Underware wird zu einem dänischen Designbüro, und der Autor scheint versucht zu haben, englischsprachige Texte zu übersetzen ohne sie richtig zu verstehen:
»Dieser Font wurde auf dem Zeichenbrett entwickelt und enthält viele schöne Details, die erst auf größeren Displays sichtbar werden.«
Halbwissen und aufgeschnappte Brocken werden zu einem kaum verständlichen und wenig aussagekräftigen Abschnitt über die Schrift »Bauhaus« verwurschtet:
»Die runden, extrem konstruierten Buchstaben sind – typisch Bauhaus – eher kopflastig geformt. (…) Herbert Bayer war der erste, der bewusst auf Versalien in Zeichensätzen verzichtete, gemäß der Bauhaus-Philosophie ›weniger ist mehr‹. Goebbels empfand einen seiner Entwürfe als zu modern und unterband dessen Veröffentlichung.«
Oder noch ein Beispiel zum Schluss:
»Da sie (die Minion) auf dem Rechner gestaltet wurde, eignet sie sich natürlich hervorragend für den Einsatz unter heutigen Bedingungen.« Weiß der Autor eigentlich was er da sagt?
Man sollte nur Bücher über Themen schreiben, bei denen man sich auskennt, und ein Verlagslektorat sollte auch fachlich die Veröffentlichungen prüfen lassen.
Autor Pascal Schöning
Verlag Niggli
ISBN 978-3-7212-0704-0
Preis 30 Euro
Der Schulungsanbieter Cleverprinting bietet als neue Reihe die »Typo-Schule« von Günter Schule als PDF-Sammlung an. Schuler ist als Autor einiger Fachbücher u.a. zur Typografie (»Der Typo-Atlas« und »Body Types« bekannt geworden.
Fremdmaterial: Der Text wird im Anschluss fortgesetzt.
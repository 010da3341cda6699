//! Granule download and decompression.

use std::path::{Path, PathBuf};
use std::time::Duration;

use async_trait::async_trait;
use chrono::{DateTime, Utc};
use futures::StreamExt;
use reqwest::Client;
use tokio::fs;
use tokio::io::AsyncWriteExt;
use tracing::{debug, info, instrument, warn};

use harvest_common::time::from_system_time;

use crate::error::{SyncError, SyncResult};

/// Transport for granule files.
#[async_trait]
pub trait GranuleFetcher: Send + Sync {
    /// Retrieve `url` into `dest`, replacing any existing file.
    async fn fetch(&self, url: &str, dest: &Path) -> SyncResult<()>;
}

/// HTTP granule transport that streams the body to disk.
pub struct HttpFetcher {
    client: Client,
}

impl HttpFetcher {
    pub fn new(request_timeout: Duration) -> SyncResult<Self> {
        let client = Client::builder()
            .timeout(request_timeout)
            .connect_timeout(Duration::from_secs(30))
            .pool_max_idle_per_host(4)
            .tcp_nodelay(true)
            .build()
            .map_err(|e| SyncError::Download(format!("Failed to create HTTP client: {}", e)))?;

        Ok(Self { client })
    }
}

#[async_trait]
impl GranuleFetcher for HttpFetcher {
    #[instrument(skip(self), fields(dest = %dest.display()))]
    async fn fetch(&self, url: &str, dest: &Path) -> SyncResult<()> {
        let response = self
            .client
            .get(url)
            .send()
            .await
            .map_err(|e| SyncError::Download(e.to_string()))?;

        let status = response.status();
        if !status.is_success() {
            return Err(SyncError::Download(format!("HTTP error: {}", status)));
        }

        // Stream into a sibling file so a broken transfer never leaves a
        // truncated granule at `dest`.
        let partial = partial_path(dest);
        let mut file = fs::File::create(&partial).await?;
        let mut stream = response.bytes_stream();
        let mut written: u64 = 0;

        while let Some(chunk) = stream.next().await {
            let chunk = chunk.map_err(|e| SyncError::Download(e.to_string()))?;
            file.write_all(&chunk).await?;
            written += chunk.len() as u64;
        }
        file.flush().await?;
        drop(file);

        fs::rename(&partial, dest).await?;
        debug!(bytes = written, "Download complete");
        Ok(())
    }
}

fn partial_path(dest: &Path) -> PathBuf {
    let mut name = dest
        .file_name()
        .map(|n| n.to_os_string())
        .unwrap_or_default();
    name.push(".partial");
    dest.with_file_name(name)
}

async fn local_mtime(path: &Path) -> SyncResult<Option<DateTime<Utc>>> {
    match fs::metadata(path).await {
        Ok(meta) => Ok(Some(from_system_time(meta.modified()?))),
        Err(e) if e.kind() == std::io::ErrorKind::NotFound => Ok(None),
        Err(e) => Err(e.into()),
    }
}

/// Make sure an up-to-date copy of `url` exists for `dest` and return its path.
///
/// A local file is kept only when its modification time is strictly after
/// `remote_modified`; otherwise it is fetched again. For `.gz` payloads the
/// file checked is the decompressed sibling, never the archive: an archive
/// is always unpacked next to `dest` and removed.
#[instrument(skip(fetcher), fields(dest = %dest.display()))]
pub async fn ensure_local(
    fetcher: &dyn GranuleFetcher,
    url: &str,
    dest: &Path,
    remote_modified: DateTime<Utc>,
) -> SyncResult<PathBuf> {
    let usable = if is_gzip(dest) {
        dest.with_extension("")
    } else {
        dest.to_path_buf()
    };

    match local_mtime(&usable).await? {
        Some(mtime) if mtime > remote_modified => {
            debug!(path = %usable.display(), "Local granule already up to date");
            return Ok(usable);
        }
        Some(mtime) => info!(url = %url, local_mtime = %mtime, "Updating stale local granule"),
        None => info!(url = %url, "Downloading granule"),
    }

    fetcher.fetch(url, dest).await?;

    if is_gzip(dest) {
        return decompress_gz(dest).await;
    }
    Ok(usable)
}

fn is_gzip(path: &Path) -> bool {
    path.extension().map_or(false, |ext| ext == "gz")
}

/// Decompress `archive` beside itself and delete it.
///
/// The output keeps the archive name minus `.gz`. When that name has no
/// extension left, the extension is taken from the sole other file in the
/// directory, as some providers compress files whose inner name differs.
pub async fn decompress_gz(archive: &Path) -> SyncResult<PathBuf> {
    let archive = archive.to_path_buf();
    tokio::task::spawn_blocking(move || decompress_gz_blocking(&archive)).await?
}

fn decompress_gz_blocking(archive: &Path) -> SyncResult<PathBuf> {
    let target = archive.with_extension("");

    // Neither a bad archive nor a partial output may survive to be picked
    // up by a later run.
    if let Err(e) = unpack_gz(archive, &target) {
        remove_if_present(&target);
        remove_if_present(archive);
        return Err(e);
    }
    std::fs::remove_file(archive)?;

    if target.extension().is_some() {
        return Ok(target);
    }

    let inferred = inferred_extension(&target)?;
    match inferred {
        Some(ext) => {
            let renamed = target.with_extension(ext);
            std::fs::rename(&target, &renamed)?;
            Ok(renamed)
        }
        None => {
            warn!(path = %target.display(), "Could not infer extension of decompressed file");
            Ok(target)
        }
    }
}

fn unpack_gz(archive: &Path, target: &Path) -> SyncResult<()> {
    let input = std::fs::File::open(archive)?;
    let mut decoder = flate2::read::GzDecoder::new(std::io::BufReader::new(input));
    let mut output = std::fs::File::create(target)?;
    std::io::copy(&mut decoder, &mut output)
        .map_err(|e| SyncError::Decompression(format!("{}: {}", archive.display(), e)))?;
    Ok(())
}

fn remove_if_present(path: &Path) {
    if let Err(e) = std::fs::remove_file(path) {
        if e.kind() != std::io::ErrorKind::NotFound {
            warn!(path = %path.display(), error = %e, "Failed to remove file");
        }
    }
}

fn inferred_extension(target: &Path) -> SyncResult<Option<String>> {
    let dir = match target.parent() {
        Some(dir) => dir,
        None => return Ok(None),
    };

    let mut others = Vec::new();
    for entry in std::fs::read_dir(dir)? {
        let path = entry?.path();
        if path.is_file() && path != target {
            others.push(path);
        }
    }

    Ok(match others.as_slice() {
        [only] => only
            .extension()
            .map(|ext| ext.to_string_lossy().into_owned()),
        _ => None,
    })
}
In der ersten (zip-Datei) von insgesamt 10 Folgen beschäftigt sich Schuler u.a. mit dem Thema Schriftklassifikation, Schriftgruppen, sowie Schriftwahl und Schriftmischung.
Es ist eine Zusammenfassung aus den bekannten und oben genannten Publikationen, jedoch mit der Tendenz der Vereinfachung und Verflachung.
So schreibt Schuler bei der Entstehung der Versalien aus der Capitalis Monumentalis sehr salopp:
»Ob Sie sich diesen Namen (Capitalis Monumentalis, A.d.V.) merken, ist nicht wichtig.«
Oder die sehr verkürzte Darstellung zur Entwicklung der gebrochenen Schriften:
»Bis zur Mitte des 20. Jahrhunderts spielten gebrochene Schriftvarianten eine nicht unerhebliche Rolle. Als Gebrauchsschriften zum Zug kamen jedoch auch informelle Schriftarten – beispielsweise Schreibschriften, (...)« (Seite 2)
Und das liegt nicht an Schulers Unkenntnis wie die beiden sehr guten Artikel zu Gebrochenen Schriften (Teil 1 und Teil 2 als PDF) , die in der Invers erschienen sind belegen.
Diese Vereinfachungen sprechen dafür, dass die Zielgruppe nicht unbedingt Profis zu sein scheinen.
Auch sonst gibt es einige Ungenauigkeiten, so wird aus der Schriftklassifikation nach DIN 16518 wahlweise die DIN 16442 oder die DIN 14662 (Seite 6) oder der Stuttgarter Max Bollwage wird plötzlich zum Schweizer Gestalter.